Professional wrestling career
- Ring name: La Fiera
- Billed height: 1.75 m (5 ft 9 in)
- Billed weight: 94 kg (207 lb)
- Trained by: Hércules Poblano
- Debut: April 1977

= La Fiera =

Mexican professional wrestler (1961–2010)

Arturo Casco Hernández (March 17, 1961 – September 12, 2010) was a Mexican professional wrestler, best known under the ring name La Fiera, which is Spanish for "The Wild Beast". Hernández was a second-generation wrestler, following in the footsteps of his father Hércules Poblano ("The Hercules from Puebla"). His brother wrestled as Ángel Poblano.

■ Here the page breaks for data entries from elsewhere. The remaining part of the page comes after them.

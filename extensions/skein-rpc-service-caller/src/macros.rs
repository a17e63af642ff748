/// Declares a service description: a struct of [`MethodStub`](crate::MethodStub)
/// fields plus its [`ServiceProxy`](crate::ServiceProxy) implementation.
///
/// ```rust,ignore
/// rpc_service_proxy! {
///     pub struct EchoServiceProxy("echo") {
///         pub get: Get,
///     }
/// }
///
/// let echo: EchoServiceProxy = init_service(client);
/// let reply = echo.get.call(CallContext::new(), EchoRequest { id: 1 }).await?;
/// ```
#[macro_export]
macro_rules! rpc_service_proxy {
    (
        $(#[$meta:meta])*
        $vis:vis struct $name:ident ($service:literal) {
            $(
                $(#[$field_meta:meta])*
                $field_vis:vis $field:ident : $method:ty
            ),* $(,)?
        }
    ) => {
        $(#[$meta])*
        #[derive(Clone, Debug)]
        $vis struct $name {
            $(
                $(#[$field_meta])*
                $field_vis $field: $crate::MethodStub<$method>,
            )*
        }

        impl $crate::ServiceProxy for $name {
            const SERVICE_NAME: &'static str = $service;

            const METHOD_NAMES: &'static [&'static str] = &[
                $( <$method as $crate::skein_rpc_service::RpcMethod>::NAME, )*
            ];

            fn build<I>(builder: &$crate::ProxyBuilder<I>) -> Self
            where
                I: $crate::RpcServiceCallerInterface + 'static,
            {
                Self {
                    $( $field: builder.stub::<$method>(), )*
                }
            }
        }
    };
}
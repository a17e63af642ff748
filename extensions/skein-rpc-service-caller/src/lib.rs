mod caller_interface;
pub use caller_interface::*;

pub mod error;
pub use error::RpcCallerError;

mod proxy;
pub use proxy::*;

mod macros;

// Used by `rpc_service_proxy!` expansions.
#[doc(hidden)]
pub use skein_rpc_service;
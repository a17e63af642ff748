use std::io::Result;
use std::net::IpAddr;
use tokio::net::TcpListener;

/// The address a listener is actually bound to, useful after binding port 0.
pub fn tcp_listener_to_host_port(listener: &TcpListener) -> Result<(IpAddr, u16)> {
    let addr = listener.local_addr()?;
    Ok((addr.ip(), addr.port()))
}
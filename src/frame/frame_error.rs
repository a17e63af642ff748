use thiserror::Error;

#[derive(Debug, Clone, PartialEq, Eq, Error)]
pub enum FrameEncodeError {
    /// A name, metadata key or metadata value contains a separator byte and
    /// would corrupt the header layout.
    #[error("{field} contains a reserved separator byte")]
    SeparatorInField { field: &'static str },

    /// The header or body does not fit in a `u32` length field.
    #[error("{section} length {len} exceeds the u32 length field")]
    LengthOverflow { section: &'static str, len: usize },
}

#[derive(Debug, Clone, PartialEq, Eq, Error)]
pub enum FrameDecodeError {
    /// Fewer bytes than the fixed header (or the length prefix) requires.
    #[error("incomplete frame header: need {expected} bytes, got {actual}")]
    IncompleteHeader { expected: usize, actual: usize },

    /// `header_length` + `body_length` disagrees with the buffer size.
    #[error("frame length mismatch: header announces {announced} bytes, buffer holds {actual}")]
    LengthMismatch { announced: usize, actual: usize },

    /// `header_length` is smaller than the fixed header it must contain.
    #[error("header length {0} is shorter than the fixed header")]
    HeaderTooShort(u32),

    /// A record separator expected before `header_length` was not found.
    #[error("missing separator after {0}")]
    MissingSeparator(&'static str),

    /// A metadata record has no field separator between key and value.
    #[error("metadata pair without a field separator")]
    CorruptMeta,

    #[error("{0} is not valid UTF-8")]
    InvalidUtf8(&'static str),
}
use num_enum::{IntoPrimitive, TryFromPrimitive};
use serde::{Serialize, de::DeserializeOwned};
use thiserror::Error;

/// Codes of the built-in serializers as carried in `serializer_code`.
#[repr(u8)]
#[derive(Debug, Copy, Clone, Eq, PartialEq, TryFromPrimitive, IntoPrimitive)]
pub enum SerializerCode {
    Bitcode = 1,
    Json = 2,
}

#[derive(Debug, Clone, PartialEq, Eq, Error)]
pub enum SerializerError {
    /// The frame names a serializer this side does not have.
    #[error("unknown serializer")]
    UnknownSerializer(u8),

    #[error("serialize failed: {0}")]
    Encode(String),

    #[error("deserialize failed: {0}")]
    Decode(String),
}

/// Turns typed values into payload bytes and back.
///
/// Not object-safe: servers that accept several encodings hold them in a
/// [`SerializerSet`] instead of a trait object.
pub trait Serializer: Clone + Default + Send + Sync + 'static {
    fn code(&self) -> u8;

    fn encode<T: Serialize + ?Sized>(&self, value: &T) -> Result<Vec<u8>, SerializerError>;

    fn decode<T: DeserializeOwned>(&self, bytes: &[u8]) -> Result<T, SerializerError>;
}

#[derive(Debug, Clone, Copy, Default)]
pub struct BitcodeSerializer;

impl Serializer for BitcodeSerializer {
    fn code(&self) -> u8 {
        SerializerCode::Bitcode.into()
    }

    fn encode<T: Serialize + ?Sized>(&self, value: &T) -> Result<Vec<u8>, SerializerError> {
        bitcode::serialize(value).map_err(|e| SerializerError::Encode(e.to_string()))
    }

    fn decode<T: DeserializeOwned>(&self, bytes: &[u8]) -> Result<T, SerializerError> {
        bitcode::deserialize(bytes).map_err(|e| SerializerError::Decode(e.to_string()))
    }
}

#[derive(Debug, Clone, Copy, Default)]
pub struct JsonSerializer;

impl Serializer for JsonSerializer {
    fn code(&self) -> u8 {
        SerializerCode::Json.into()
    }

    fn encode<T: Serialize + ?Sized>(&self, value: &T) -> Result<Vec<u8>, SerializerError> {
        serde_json::to_vec(value).map_err(|e| SerializerError::Encode(e.to_string()))
    }

    fn decode<T: DeserializeOwned>(&self, bytes: &[u8]) -> Result<T, SerializerError> {
        serde_json::from_slice(bytes).map_err(|e| SerializerError::Decode(e.to_string()))
    }
}

/// A fixed group of serializers selected by code at dispatch time.
///
/// Implemented for tuples of up to three [`Serializer`]s. When two members
/// share a code the first one wins.
pub trait SerializerSet: Clone + Default + Send + Sync + 'static {
    fn encode_with<T: Serialize>(&self, code: u8, value: &T) -> Result<Vec<u8>, SerializerError>;

    fn decode_with<T: DeserializeOwned>(&self, code: u8, bytes: &[u8])
    -> Result<T, SerializerError>;

    fn supports(&self, code: u8) -> bool;
}

macro_rules! impl_serializer_set {
    ($($idx:tt => $ser:ident),+) => {
        impl<$($ser: Serializer),+> SerializerSet for ($($ser,)+) {
            fn encode_with<T: Serialize>(
                &self,
                code: u8,
                value: &T,
            ) -> Result<Vec<u8>, SerializerError> {
                $(
                    if self.$idx.code() == code {
                        return self.$idx.encode(value);
                    }
                )+
                Err(SerializerError::UnknownSerializer(code))
            }

            fn decode_with<T: DeserializeOwned>(
                &self,
                code: u8,
                bytes: &[u8],
            ) -> Result<T, SerializerError> {
                $(
                    if self.$idx.code() == code {
                        return self.$idx.decode(bytes);
                    }
                )+
                Err(SerializerError::UnknownSerializer(code))
            }

            fn supports(&self, code: u8) -> bool {
                false $(|| self.$idx.code() == code)+
            }
        }
    };
}

impl_serializer_set!(0 => A);
impl_serializer_set!(0 => A, 1 => B);
impl_serializer_set!(0 => A, 1 => B, 2 => C);

/// The serializers a server accepts unless told otherwise.
pub type DefaultSerializers = (BitcodeSerializer, JsonSerializer);
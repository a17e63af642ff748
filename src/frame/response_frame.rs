use crate::constants::{FRAME_FIXED_HEADER_SIZE, PROTOCOL_VERSION};
use crate::frame::{FrameEncodeError, RequestFrame};

/// The result of one RPC call as it travels on the wire.
///
/// A non-empty `error_message` means the call completed but failed; in that
/// case `payload` carries no meaning even if it is present.
#[derive(Debug, Clone, PartialEq, Eq)]
pub struct ResponseFrame {
    pub header_length: u32,
    pub body_length: u32,
    pub message_id: u32,
    pub version: u8,
    pub compressor_code: u8,
    pub serializer_code: u8,

    /// UTF-8 error text, empty when the call succeeded.
    pub error_message: Vec<u8>,

    pub payload: Vec<u8>,
}

impl ResponseFrame {
    /// Creates an empty response for a request that could not be decoded.
    pub fn new(message_id: u32) -> Self {
        Self {
            header_length: FRAME_FIXED_HEADER_SIZE as u32,
            body_length: 0,
            message_id,
            version: PROTOCOL_VERSION,
            compressor_code: 0,
            serializer_code: 0,
            error_message: Vec::new(),
            payload: Vec::new(),
        }
    }

    /// Creates an empty response that echoes the request's header fields.
    pub fn for_request(request: &RequestFrame) -> Self {
        let mut response = Self {
            header_length: FRAME_FIXED_HEADER_SIZE as u32,
            body_length: 0,
            message_id: request.message_id,
            version: request.version,
            compressor_code: request.compressor_code,
            serializer_code: request.serializer_code,
            error_message: Vec::new(),
            payload: Vec::new(),
        };
        let _ = response.refresh_lengths();
        response
    }

    pub fn with_payload(mut self, payload: Vec<u8>) -> Self {
        self.payload = payload;
        let _ = self.refresh_lengths();
        self
    }

    /// Sets the error text and clears the payload.
    pub fn with_error(mut self, message: impl Into<String>) -> Self {
        self.error_message = message.into().into_bytes();
        self.payload.clear();
        let _ = self.refresh_lengths();
        self
    }

    pub fn is_error(&self) -> bool {
        !self.error_message.is_empty()
    }

    /// The error text, lossily decoded.
    pub fn error_text(&self) -> Option<String> {
        self.is_error()
            .then(|| String::from_utf8_lossy(&self.error_message).into_owned())
    }

    pub fn refresh_lengths(&mut self) -> Result<(), FrameEncodeError> {
        let header_len = FRAME_FIXED_HEADER_SIZE + self.error_message.len();
        self.header_length =
            u32::try_from(header_len).map_err(|_| FrameEncodeError::LengthOverflow {
                section: "header",
                len: header_len,
            })?;
        self.body_length =
            u32::try_from(self.payload.len()).map_err(|_| FrameEncodeError::LengthOverflow {
                section: "body",
                len: self.payload.len(),
            })?;
        Ok(())
    }

    pub fn frame_len(&self) -> usize {
        self.header_length as usize + self.body_length as usize
    }
}
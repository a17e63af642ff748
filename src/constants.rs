// Frame header layout (all integers big-endian)
pub const FRAME_HEADER_LENGTH_OFFSET: usize = 0;
pub const FRAME_BODY_LENGTH_OFFSET: usize = 4;
pub const FRAME_MESSAGE_ID_OFFSET: usize = 8;
pub const FRAME_VERSION_OFFSET: usize = 12;
pub const FRAME_COMPRESSOR_OFFSET: usize = 13;
pub const FRAME_SERIALIZER_OFFSET: usize = 14;

/// Total size of the fixed-length header prefix shared by requests and
/// responses. Computed as: 3 * u32 length/id fields + 3 * u8 code fields.
/// Does not include names, metadata, the error message or the payload.
pub const FRAME_FIXED_HEADER_SIZE: usize = 15; // 4 + 4 + 4 + 1 + 1 + 1

/// Number of leading bytes needed to learn the total length of a frame
/// (`header_length` + `body_length`).
pub const FRAME_LENGTH_PREFIX_SIZE: usize = 8;

/// Terminates the service name, the method name and every metadata pair.
pub const FRAME_RECORD_SEPARATOR: u8 = b'\n';

/// Splits a metadata pair into its key and value.
pub const FRAME_FIELD_SEPARATOR: u8 = b'\r';

/// Protocol version written into outgoing frames.
pub const PROTOCOL_VERSION: u8 = 1;
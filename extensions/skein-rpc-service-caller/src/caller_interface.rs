use crate::RpcCallerError;
use skein::frame::{RequestFrame, ResponseFrame};
use skein::utils::increment_u32_id;
use skein_rpc_service::{CallContext, Compressor, RpcMethod, Serializer};
use std::sync::Arc;

/// What came back from sending a request.
#[derive(Debug, Clone, PartialEq, Eq)]
pub enum InvokeOutcome {
    Response(ResponseFrame),

    /// The request was written and no response is expected.
    OneWay,
}

/// A generic capability for making RPC calls.
///
/// A transport implements the required methods; typed calls come from the
/// provided ones, which turn a method descriptor and an argument into a
/// request frame and decode the response frame back.
#[async_trait::async_trait]
pub trait RpcServiceCallerInterface: Send + Sync {
    type Serializer: Serializer;

    // --- METHODS TO BE IMPLEMENTED BY THE TRANSPORT ---

    fn get_serializer(&self) -> &Self::Serializer;

    fn get_compressor(&self) -> Arc<dyn Compressor>;

    /// Sends a fully built request and waits for its response, honoring the
    /// context's cancellation and deadline.
    async fn invoke(
        &self,
        ctx: CallContext,
        request: RequestFrame,
    ) -> Result<InvokeOutcome, RpcCallerError>;

    // --- METHODS PROVIDED AUTOMATICALLY BY THE TRAIT ---

    /// Calls `M` on `service` and decodes its result.
    async fn call_method<M>(
        &self,
        service: &str,
        ctx: CallContext,
        input: M::Input,
    ) -> Result<M::Output, RpcCallerError>
    where
        M: RpcMethod,
    {
        ctx.check()?;

        let serializer = self.get_serializer();
        let compressor = self.get_compressor();

        let body = serializer.encode(&input).map_err(RpcCallerError::Encode)?;
        let payload = compressor.compress(&body)?;

        let mut request = RequestFrame::new(increment_u32_id(), service, M::NAME, payload);
        request.serializer_code = serializer.code();
        request.compressor_code = compressor.code();
        ctx.write_meta(&mut request.meta);

        match self.invoke(ctx, request).await? {
            InvokeOutcome::OneWay => Err(RpcCallerError::OneWay),
            InvokeOutcome::Response(response) => {
                decode_response::<M, _>(serializer, compressor.as_ref(), response)
            }
        }
    }

    /// Sends `M` to `service` without waiting for a result.
    async fn call_one_way<M>(
        &self,
        service: &str,
        ctx: CallContext,
        input: M::Input,
    ) -> Result<(), RpcCallerError>
    where
        M: RpcMethod,
    {
        match self
            .call_method::<M>(service, ctx.as_one_way(), input)
            .await
        {
            Ok(_) | Err(RpcCallerError::OneWay) => Ok(()),
            Err(err) => Err(err),
        }
    }
}

/// Turns a response frame into the method's typed result.
pub fn decode_response<M, S>(
    serializer: &S,
    compressor: &dyn Compressor,
    response: ResponseFrame,
) -> Result<M::Output, RpcCallerError>
where
    M: RpcMethod,
    S: Serializer,
{
    if let Some(text) = response.error_text() {
        return Err(RpcCallerError::Remote(text));
    }

    if response.compressor_code != compressor.code() {
        return Err(RpcCallerError::Protocol(format!(
            "response compressed with code {}, expected {}",
            response.compressor_code,
            compressor.code()
        )));
    }
    if response.serializer_code != serializer.code() {
        return Err(RpcCallerError::Protocol(format!(
            "response serialized with code {}, expected {}",
            response.serializer_code,
            serializer.code()
        )));
    }

    let body = compressor.uncompress(&response.payload)?;
    serializer.decode(&body).map_err(RpcCallerError::Decode)
}
use crate::PoolError;
use std::time::Duration;

/// Sizing and expiry parameters of a [`ConnectionPool`](crate::ConnectionPool).
#[derive(Debug, Clone, PartialEq, Eq)]
pub struct PoolConfig {
    /// Connections opened when the pool is built.
    pub initial_size: usize,

    /// Idle connections kept for reuse; extra released connections are closed.
    pub max_idle_size: usize,

    /// Upper bound on connections alive at once, leased or idle.
    pub max_total_size: usize,

    /// Idle connections older than this are closed instead of handed out.
    pub max_idle_duration: Duration,
}

impl Default for PoolConfig {
    fn default() -> Self {
        Self {
            initial_size: 1,
            max_idle_size: 10,
            max_total_size: 30,
            max_idle_duration: Duration::from_secs(5),
        }
    }
}

impl PoolConfig {
    pub fn with_initial_size(mut self, initial_size: usize) -> Self {
        self.initial_size = initial_size;
        self
    }

    pub fn with_max_idle_size(mut self, max_idle_size: usize) -> Self {
        self.max_idle_size = max_idle_size;
        self
    }

    pub fn with_max_total_size(mut self, max_total_size: usize) -> Self {
        self.max_total_size = max_total_size;
        self
    }

    pub fn with_max_idle_duration(mut self, max_idle_duration: Duration) -> Self {
        self.max_idle_duration = max_idle_duration;
        self
    }

    pub fn validate(&self) -> Result<(), PoolError> {
        if self.max_total_size == 0 {
            return Err(PoolError::InvalidConfig(
                "max_total_size must be at least 1".into(),
            ));
        }
        if self.initial_size > self.max_idle_size {
            return Err(PoolError::InvalidConfig(format!(
                "initial_size {} exceeds max_idle_size {}",
                self.initial_size, self.max_idle_size
            )));
        }
        if self.initial_size > self.max_total_size {
            return Err(PoolError::InvalidConfig(format!(
                "initial_size {} exceeds max_total_size {}",
                self.initial_size, self.max_total_size
            )));
        }
        Ok(())
    }
}
use crate::{
    constants::{
        FRAME_BODY_LENGTH_OFFSET, FRAME_COMPRESSOR_OFFSET, FRAME_FIELD_SEPARATOR,
        FRAME_FIXED_HEADER_SIZE, FRAME_HEADER_LENGTH_OFFSET, FRAME_LENGTH_PREFIX_SIZE,
        FRAME_MESSAGE_ID_OFFSET, FRAME_RECORD_SEPARATOR, FRAME_SERIALIZER_OFFSET,
        FRAME_VERSION_OFFSET,
    },
    frame::{FrameDecodeError, FrameEncodeError, FrameMeta, RequestFrame, ResponseFrame},
};

/// Encodes and decodes request and response frames.
///
/// Every frame starts with the same 15-byte big-endian fixed header:
///
/// ```text
/// header_length(4) body_length(4) message_id(4) version(1) compressor(1) serializer(1)
/// ```
///
/// A request then carries `service \n method \n` followed by zero or more
/// `key \r value \n` metadata records, all within `header_length`. A response
/// carries its error text in the same region. The payload fills the remaining
/// `body_length` bytes.
pub struct FrameCodec;

impl FrameCodec {
    /// Encodes a request, refreshing its length fields first.
    pub fn encode_request(request: &mut RequestFrame) -> Result<Vec<u8>, FrameEncodeError> {
        check_field("service name", &request.service_name)?;
        check_field("method name", &request.method_name)?;
        for (key, value) in request.meta.iter() {
            check_field("metadata key", key)?;
            check_field("metadata value", value)?;
        }
        request.refresh_lengths()?;

        let mut buf = Vec::with_capacity(request.frame_len());
        put_fixed_header(
            &mut buf,
            request.header_length,
            request.body_length,
            request.message_id,
            [
                request.version,
                request.compressor_code,
                request.serializer_code,
            ],
        );

        buf.extend_from_slice(request.service_name.as_bytes());
        buf.push(FRAME_RECORD_SEPARATOR);
        buf.extend_from_slice(request.method_name.as_bytes());
        buf.push(FRAME_RECORD_SEPARATOR);

        for (key, value) in request.meta.iter() {
            buf.extend_from_slice(key.as_bytes());
            buf.push(FRAME_FIELD_SEPARATOR);
            buf.extend_from_slice(value.as_bytes());
            buf.push(FRAME_RECORD_SEPARATOR);
        }

        buf.extend_from_slice(&request.payload);
        Ok(buf)
    }

    /// Decodes a complete request frame.
    ///
    /// `buf` must hold exactly one frame. Metadata is scanned only up to
    /// `header_length`, so payload bytes are never parsed as metadata.
    pub fn decode_request(buf: &[u8]) -> Result<RequestFrame, FrameDecodeError> {
        let fixed = FixedHeader::parse(buf)?;
        let header_end = fixed.header_length as usize;
        let mut cursor = FRAME_FIXED_HEADER_SIZE;

        let service_name = take_record(buf, &mut cursor, header_end, "service name")?;
        let method_name = take_record(buf, &mut cursor, header_end, "method name")?;

        let mut meta = FrameMeta::new();
        while cursor < header_end {
            let record = take_record(buf, &mut cursor, header_end, "metadata pair")?;
            let (key, value) = record
                .split_once(FRAME_FIELD_SEPARATOR as char)
                .ok_or(FrameDecodeError::CorruptMeta)?;
            meta.insert(key, value);
        }

        Ok(RequestFrame {
            header_length: fixed.header_length,
            body_length: fixed.body_length,
            message_id: fixed.message_id,
            version: fixed.version,
            compressor_code: fixed.compressor_code,
            serializer_code: fixed.serializer_code,
            service_name,
            method_name,
            meta,
            payload: buf[header_end..].to_vec(),
        })
    }

    pub fn encode_response(response: &mut ResponseFrame) -> Result<Vec<u8>, FrameEncodeError> {
        response.refresh_lengths()?;

        let mut buf = Vec::with_capacity(response.frame_len());
        put_fixed_header(
            &mut buf,
            response.header_length,
            response.body_length,
            response.message_id,
            [
                response.version,
                response.compressor_code,
                response.serializer_code,
            ],
        );
        buf.extend_from_slice(&response.error_message);
        buf.extend_from_slice(&response.payload);
        Ok(buf)
    }

    pub fn decode_response(buf: &[u8]) -> Result<ResponseFrame, FrameDecodeError> {
        let fixed = FixedHeader::parse(buf)?;
        let header_end = fixed.header_length as usize;

        Ok(ResponseFrame {
            header_length: fixed.header_length,
            body_length: fixed.body_length,
            message_id: fixed.message_id,
            version: fixed.version,
            compressor_code: fixed.compressor_code,
            serializer_code: fixed.serializer_code,
            error_message: buf[FRAME_FIXED_HEADER_SIZE..header_end].to_vec(),
            payload: buf[header_end..].to_vec(),
        })
    }

    /// Reads the total frame length from the first eight bytes of a frame.
    pub fn frame_length(prefix: &[u8]) -> Result<usize, FrameDecodeError> {
        if prefix.len() < FRAME_LENGTH_PREFIX_SIZE {
            return Err(FrameDecodeError::IncompleteHeader {
                expected: FRAME_LENGTH_PREFIX_SIZE,
                actual: prefix.len(),
            });
        }

        let header_length = read_u32(prefix, FRAME_HEADER_LENGTH_OFFSET);
        let body_length = read_u32(prefix, FRAME_BODY_LENGTH_OFFSET);
        if (header_length as usize) < FRAME_FIXED_HEADER_SIZE {
            return Err(FrameDecodeError::HeaderTooShort(header_length));
        }

        Ok(header_length as usize + body_length as usize)
    }

    /// Best-effort extraction of the message id from a frame that failed to
    /// decode, so the error response can still be correlated.
    pub fn peek_message_id(buf: &[u8]) -> Option<u32> {
        (buf.len() >= FRAME_VERSION_OFFSET).then(|| read_u32(buf, FRAME_MESSAGE_ID_OFFSET))
    }
}

struct FixedHeader {
    header_length: u32,
    body_length: u32,
    message_id: u32,
    version: u8,
    compressor_code: u8,
    serializer_code: u8,
}

impl FixedHeader {
    fn parse(buf: &[u8]) -> Result<Self, FrameDecodeError> {
        if buf.len() < FRAME_FIXED_HEADER_SIZE {
            return Err(FrameDecodeError::IncompleteHeader {
                expected: FRAME_FIXED_HEADER_SIZE,
                actual: buf.len(),
            });
        }

        let announced = FrameCodec::frame_length(buf)?;
        if announced != buf.len() {
            return Err(FrameDecodeError::LengthMismatch {
                announced,
                actual: buf.len(),
            });
        }

        Ok(Self {
            header_length: read_u32(buf, FRAME_HEADER_LENGTH_OFFSET),
            body_length: read_u32(buf, FRAME_BODY_LENGTH_OFFSET),
            message_id: read_u32(buf, FRAME_MESSAGE_ID_OFFSET),
            version: buf[FRAME_VERSION_OFFSET],
            compressor_code: buf[FRAME_COMPRESSOR_OFFSET],
            serializer_code: buf[FRAME_SERIALIZER_OFFSET],
        })
    }
}

fn put_fixed_header(
    buf: &mut Vec<u8>,
    header_length: u32,
    body_length: u32,
    message_id: u32,
    codes: [u8; 3],
) {
    buf.extend_from_slice(&header_length.to_be_bytes());
    buf.extend_from_slice(&body_length.to_be_bytes());
    buf.extend_from_slice(&message_id.to_be_bytes());
    buf.extend_from_slice(&codes);
}

/// Caller guarantees `buf.len() >= offset + 4`.
fn read_u32(buf: &[u8], offset: usize) -> u32 {
    let mut bytes = [0u8; 4];
    bytes.copy_from_slice(&buf[offset..offset + 4]);
    u32::from_be_bytes(bytes)
}

fn check_field(field: &'static str, value: &str) -> Result<(), FrameEncodeError> {
    if value
        .bytes()
        .any(|b| b == FRAME_RECORD_SEPARATOR || b == FRAME_FIELD_SEPARATOR)
    {
        return Err(FrameEncodeError::SeparatorInField { field });
    }
    Ok(())
}

/// Reads bytes up to the next record separator, stopping at `end`.
fn take_record(
    buf: &[u8],
    cursor: &mut usize,
    end: usize,
    field: &'static str,
) -> Result<String, FrameDecodeError> {
    let region = &buf[*cursor..end];
    let len = region
        .iter()
        .position(|&b| b == FRAME_RECORD_SEPARATOR)
        .ok_or(FrameDecodeError::MissingSeparator(field))?;

    let text = std::str::from_utf8(&region[..len])
        .map_err(|_| FrameDecodeError::InvalidUtf8(field))?
        .to_owned();
    *cursor += len + 1;
    Ok(text)
}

==Professional wrestling career==
Fiera held the NWA World Welterweight Championship from October 23, 1981 when he defeated Lizmark for the title until July 18, 1982 when he lost the championship to Américo Rocca. He would later hold the NWA World Middleweight Championship, defeating Gran Hamada on November 18, 1984, holding it until July 20, 1985 when he lost the belt to Chamaco Valaguez.

While his career slowed down by the 1990s due to age and injuries, he experienced a small comeback of sorts in 1996 when he teamed with Dos Caras and Héctor Garza to win the CMLL World Trios Championship from Bestia Salvaje, Emilio Charles, Jr. and Sangre Chicana.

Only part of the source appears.